4. All explanations of our universe currently lie beyond the range of accessible evidence (or so I assume), even the true one. And yet I suspect it is true. That means that one or some of our fantasies could be true, despite the lack of evidence. Again, disbelief vs non-belief. Possibilities abound.

There are some very fun Dan Simmons novels (Illium/Olympos) that explore the idea of future humans becoming the actual Greek gods of myth, a cute chicken/egg problem.

5. God is a subject that seems to defy systematic investigation.
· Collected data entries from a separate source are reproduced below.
//! Request ID middleware for request tracing and correlation.
//!
//! Reuses the `x-request-id` sent by an upstream proxy when it looks sane,
//! otherwise generates a UUID v4. The id is recorded in the request span,
//! tagged on the Sentry scope, stored in request extensions and echoed back.

use axum::{extract::Request, http::HeaderValue, middleware::Next, response::Response};
use tracing::Span;
use uuid::Uuid;

/// The HTTP header name for request IDs.
pub const REQUEST_ID_HEADER: &str = "x-request-id";

const MAX_UPSTREAM_ID_LEN: usize = 128;

/// Request ID stored in request extensions.
#[derive(Debug, Clone, PartialEq, Eq)]
pub struct RequestId(pub String);

pub async fn request_id_middleware(mut request: Request, next: Next) -> Response {
    let request_id = request
        .headers()
        .get(REQUEST_ID_HEADER)
        .and_then(|h| h.to_str().ok())
        .filter(|id| is_acceptable(id))
        .map_or_else(|| Uuid::new_v4().to_string(), String::from);

    Span::current().record("request_id", request_id.as_str());

    sentry::configure_scope(|scope| {
        scope.set_tag("request_id", &request_id);
    });

    request
        .extensions_mut()
        .insert(RequestId(request_id.clone()));

    let mut response = next.run(request).await;

    if let Ok(value) = HeaderValue::from_str(&request_id) {
        response.headers_mut().insert(REQUEST_ID_HEADER, value);
    }

    response
}

fn is_acceptable(id: &str) -> bool {
    !id.is_empty()
        && id.len() <= MAX_UPSTREAM_ID_LEN
        && id.bytes().all(|b| b.is_ascii_graphic())
}

#[cfg(test)]
#[allow(clippy::unwrap_used)]
mod tests {
    use axum::{Extension, Router, body::Body, middleware, routing::get};
    use tower::ServiceExt;

    use super::*;

    fn app() -> Router {
        Router::new()
            .route("/", get(|Extension(id): Extension<RequestId>| async move { id.0 }))
            .layer(middleware::from_fn(request_id_middleware))
    }

    #[test]
    fn test_is_acceptable() {
        assert!(is_acceptable("cf-8a1b2c"));
        assert!(!is_acceptable(""));
        assert!(!is_acceptable("has space"));
        assert!(!is_acceptable(&"a".repeat(MAX_UPSTREAM_ID_LEN + 1)));
    }

    #[tokio::test]
    async fn test_upstream_id_is_echoed() {
        let response = app()
            .oneshot(
                Request::builder()
                    .uri("/")
                    .header(REQUEST_ID_HEADER, "cf-8a1b2c")
                    .body(Body::empty())
                    .unwrap(),
            )
            .await
            .unwrap();
        assert_eq!(response.headers()[REQUEST_ID_HEADER], "cf-8a1b2c");
    }

    #[tokio::test]
    async fn test_missing_id_is_generated() {
        let response = app()
            .oneshot(Request::builder().uri("/").body(Body::empty()).unwrap())
            .await
            .unwrap();
        let id = response.headers()[REQUEST_ID_HEADER].to_str().unwrap().to_string();
        assert!(Uuid::parse_str(&id).is_ok());

        let body = axum::body::to_bytes(response.into_body(), usize::MAX)
            .await
            .unwrap();
        assert_eq!(body, id.as_bytes());
    }
}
Scientific knowledge is only as robust as its evidence, and many scientific knowings about lesser-known things have been broken with further investigation. Fantasies are extremely flexible and bend before the strong winds of fact.

Anyway, all that to say that unicorns may not be a good measure of non-belief/disbelief in God.

Posted by LordOfMictlan on September 21, 2009 08:55 PM

Mano,


To start, you could look here, or more quickly (and without spending money), here. More in-depth, and perhaps more interesting, content is here.

Posted by Derek on September 28, 2009 09:38 AM

It says my comment has been posted on the main page, but I look here and don't see it...

Posted by Derek on September 28, 2009 10:11 AM

Derek,

For reasons that are unclear to me, there is sometimes a time lag before the comments actually get posted.

Posted by Mano on September 28, 2009 10:55 AM

:::Anyway, all that to say that unicorns may not be a good measure of non-belief/disbelief in God.:::

They're perfectly fine, because no one has seen a unicorn, and people have seen rhinos. I have. Re-defining rhinos as unicorns is extremely disingenuous. Only Xian apologists have tried the rhino as unicorn debate. Everyone else knows that rhinos are rhinos, and unicorns are some fictional character of mythology. Period.

But, fine, you won't accept unicorns as a valid measure of non-belief. Then how about Santa Claus? The myths of Santa and the Zombie Hebrew are pretty close.

Posted by Aqua on November 1, 2009 04:21 PM

Your quotation of Dawkins dismantling Armstrong was just mirrrored by Dan Dennett at AII.